The third difference is what they produce. An SOP produces a standard, a statement of how the organization has decided work should be done. A workflow produces evidence: a timestamped record of what actually happened, who did it, when each step completed, and what was submitted as proof. Auditors need both. The standard tells them whether your controls are adequate. The evidence tells them whether you followed them.
The fourth difference is how they're versioned. SOPs follow document versioning: v1.0, v1.1, v2.0. Workflows follow execution versioning: every run is a record tied to the version of the process that was in effect when it ran. When you update the workflow, historical runs should still show what was running when they were created. This is what allows you to answer the audit question: 'which version of the process governed the Q3 runs?'
When to update the SOP vs. when to update the workflow
Update the SOP when the standard changes: a regulatory requirement shifts, a risk is reclassified, or the organization decides a different approach is correct. The SOP is the answer to 'what should we do?' Any change to that answer requires a SOP revision, with a new version number, a review sign-off, and a record of what changed and why.
Update the workflow when the execution changes: a step is restructured, an approval gate is added or removed, a role assignment changes, or a timing constraint is modified. The workflow is the answer to 'how do we actually do it?' Changes to the execution require a workflow update. Both changes should happen together when one causes the other: updating a SOP without updating the corresponding workflow creates a gap immediately.
The sync problem is the most common audit finding. Not that teams have no SOPs, and not that they have no workflows, but that the two exist independently with no process to keep them aligned. When the SOP changes, nobody updates the workflow. When the workflow drifts through informal adjustments, nobody updates the SOP. The result is a compliance program that looks complete on paper but produces evidence that doesn't match the documented standard.
Three ways teams create gaps between SOPs and workflows
The first is using a wiki as a workflow tool. Notion, Confluence, and SharePoint are excellent SOP repositories. They are not workflow execution systems. When teams try to run compliance processes through a wiki, task assigned in a page, completion marked by editing the document, there's no enforcement of sequence, no role-based assignment, and no evidence that survives an audit. The wiki records that someone edited the page. It does not record that the process was completed correctly, by the right person, within the required window.
The second is versioning the SOP but not the workflow.
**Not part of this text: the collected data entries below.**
//! Standalone SVG rendering of a sector arrangement.
//!
//! Mirrors how the page draws: one `<path>` per sector with the canonical
//! wedge outline, positioned by a translate + rotate transform. The viewBox
//! matches the reference page (800×600).

use std::fmt::Write;

use rectify::sector::{sector_path, svg_path_data, SceneCfg, Sector};

const DEFAULT_STROKE: &str = "#333";

pub fn render(sectors: &[Sector], cfg: &SceneCfg) -> String {
    let mut out = String::from(
        "<svg xmlns=\"http://www.w3.org/2000/svg\" viewBox=\"0 0 800 600\">\n",
    );
    for s in sectors {
        let d = svg_path_data(&sector_path(s, cfg.radius));
        let stroke = s.stroke.unwrap_or(DEFAULT_STROKE);
        let _ = writeln!(
            out,
            "  <path d=\"{d}\" fill=\"{}\" stroke=\"{stroke}\" stroke-width=\"2\" \
             transform=\"translate({:.3} {:.3}) rotate({:.3})\"/>",
            s.color,
            s.pos.x,
            s.pos.y,
            s.rotation.to_degrees(),
        );
    }
    out.push_str("</svg>\n");
    out
}

#[cfg(test)]
mod tests {
    use super::*;
    use rectify::sector::partition_circle;

    #[test]
    fn one_path_per_sector() {
        let cfg = SceneCfg::default();
        let sectors = partition_circle(8, &cfg);
        let doc = render(&sectors, &cfg);
        assert_eq!(doc.matches("<path ").count(), 8);
        assert!(doc.starts_with("<svg "));
        assert!(doc.ends_with("</svg>\n"));
        // Sector 2 of 8 is rotated two wedge widths: 90°.
        assert!(doc.contains("rotate(90.000)"));
    }

    #[test]
    fn empty_arrangement_is_an_empty_document() {
        let cfg = SceneCfg::default();
        let doc = render(&[], &cfg);
        assert!(!doc.contains("<path"));
    }
}
//! Reproducible scatter for the explore stage (free arrangement).
//!
//! Purpose
//! - Give the headless core a deterministic "spread the pieces around the
//!   table" arrangement: each sector is thrown to a uniform polar offset
//!   from the scene center, with optional rotation jitter.
//! - Determinism uses a replay token `(seed, index)` mixed into a single RNG,
//!   so a demo or test can replay any draw exactly.

use std::f64::consts::TAU;

use rand::rngs::StdRng;
use rand::{Rng, SeedableRng};

use crate::sector::{SceneCfg, Sector};
use crate::Vec2;

/// Scatter configuration.
#[derive(Clone, Copy, Debug)]
pub struct ScatterCfg {
    /// Maximum radial offset from the scene center. Clamped to >= 0.
    pub spread: f64,
    /// Rotation jitter as a fraction of a full turn. Clamped to [0, 1].
    pub rotation_jitter: f64,
}

impl Default for ScatterCfg {
    fn default() -> Self {
        Self {
            spread: 180.0,
            rotation_jitter: 1.0,
        }
    }
}

/// Replay token to make draws reproducible and indexable.
#[derive(Clone, Copy, Debug, PartialEq, Eq)]
pub struct ReplayToken {
    pub seed: u64,
    pub index: u64,
}

impl ReplayToken {
    #[inline]
    fn to_std_rng(self) -> StdRng {
        // SplitMix64-style mixing, cheap and stable.
        fn mix(mut x: u64) -> u64 {
            x ^= x >> 30;
            x = x.wrapping_mul(0xbf58476d1ce4e5b9);
            x ^= x >> 27;
            x = x.wrapping_mul(0x94d049bb133111eb);
            x ^ (x >> 31)
        }
        let k = mix(self.seed ^ mix(self.index.wrapping_add(0x9e3779b97f4a7c15)));
        StdRng::seed_from_u64(k)
    }
}

/// Scatter the sectors around the scene center.
///
/// Pure given the token: the same `(cfg, tok, scene)` always yields the same
/// placements. Angular fields and colors are untouched.
pub fn scatter(
    sectors: &[Sector],
    cfg: ScatterCfg,
    tok: ReplayToken,
    scene: &SceneCfg,
) -> Vec<Sector> {
    let mut rng = tok.to_std_rng();
    let spread = cfg.spread.max(0.0);
    let jitter = cfg.rotation_jitter.clamp(0.0, 1.0);
    sectors
        .iter()
        .map(|s| {
            let th = rng.gen::<f64>() * TAU;
            let r = rng.gen::<f64>() * spread;
            let spin = (rng.gen::<f64>() * 2.0 - 1.0) * jitter * TAU;
            let mut out = s.clone();
            out.pos = scene.center + Vec2::new(th.cos() * r, th.sin() * r);
            out.rotation = s.rotation + spin;
            out
        })
        .collect()
}
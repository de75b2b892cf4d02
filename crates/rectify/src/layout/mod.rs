//! Layout engine: rectangle-like arrangements of a partitioned circle.
//!
//! Purpose
//! - Re-place sectors (translate/rotate only) under two policies: the
//!   approximate interleaved rows shown while exploring, and the exact
//!   interlocking rectangle (width π·r, height r) that closes the area
//!   derivation.
//! - Derive the bounding measurement the page labels with.
//!
//! Recoloring is a product behavior, not a rendering detail, so each color
//! policy is its own named function rather than a flag on one entry point.

mod measure;
mod rectangle;
mod rows;
pub mod scatter;

pub use measure::{measure, Extent};
pub use rectangle::arrange_exact_rectangle;
pub use rows::{
    arrange_interleaved, arrange_interleaved_outlined, arrange_interleaved_recolored, Fit,
};

#[cfg(test)]
mod tests;
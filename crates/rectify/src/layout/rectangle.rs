//! Exact interlocking rectangle: the limiting-case layout.
//!
//! Target width is exactly π·r (half the circumference), height exactly r.
//! The slot width is `width/count`; even indices land on the even slots of
//! the upper row, odd indices on the midpoints in between on the lower row,
//! which is the offset that interlocks the wedges without gaps as the count
//! grows.

use std::f64::consts::PI;

use crate::sector::{SceneCfg, Sector};
use crate::Vec2;

use super::rows::{LEFT_HALF, RIGHT_HALF};

/// Interlock the sector set into the exact rectangle.
///
/// Colors and strokes from the prior coloring pass are preserved; a sector
/// arriving without a stroke gets the row-parity stroke so the function
/// stays total without re-running that pass.
pub fn arrange_exact_rectangle(sectors: &[Sector], cfg: &SceneCfg) -> Vec<Sector> {
    let count = sectors.len();
    if count == 0 {
        return Vec::new();
    }
    let width = PI * cfg.radius;
    let slot = width / count as f64;
    let x0 = cfg.center.x - width / 2.0;
    let upper_y = cfg.center.y - cfg.radius / 2.0;
    let lower_y = cfg.center.y + cfg.radius / 2.0;

    sectors
        .iter()
        .enumerate()
        .map(|(i, s)| {
            let upper = i % 2 == 0;
            let mut out = s.clone();
            // Even i = 2k sits at slot 2k; odd i = 2k+1 sits at the midpoint
            // between slots 2k and 2k+2. Both reduce to slot · i.
            out.pos = Vec2::new(x0 + slot * i as f64, if upper { upper_y } else { lower_y });
            out.rotation = if upper { 0.0 } else { PI };
            out.stroke = s
                .stroke
                .or(Some(if upper { LEFT_HALF } else { RIGHT_HALF }));
            out
        })
        .collect()
}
Most teams have a discipline around SOP versioning. Far fewer apply the same discipline to their workflow definitions. When a SOP is updated to v2.0, the workflow should be updated to reflect the new standard, and historical runs should remain linked to the version that was in effect when they ran. Without this link, you cannot answer the question an auditor will ask: 'prove that the process running in Q3 matched the v1.2 standard that was in effect at the time.'
The third is running workflows with no SOP backing them. The opposite problem: teams build efficient workflows in their process tool without documenting the underlying standard. The workflow exists, runs reliably, and produces evidence. But there is no document stating why the process is structured this way, what risk it mitigates, or what regulatory requirement it addresses. An auditor can see that something happened. They cannot evaluate whether it was the right thing to do, or whether it satisfied a specific control requirement.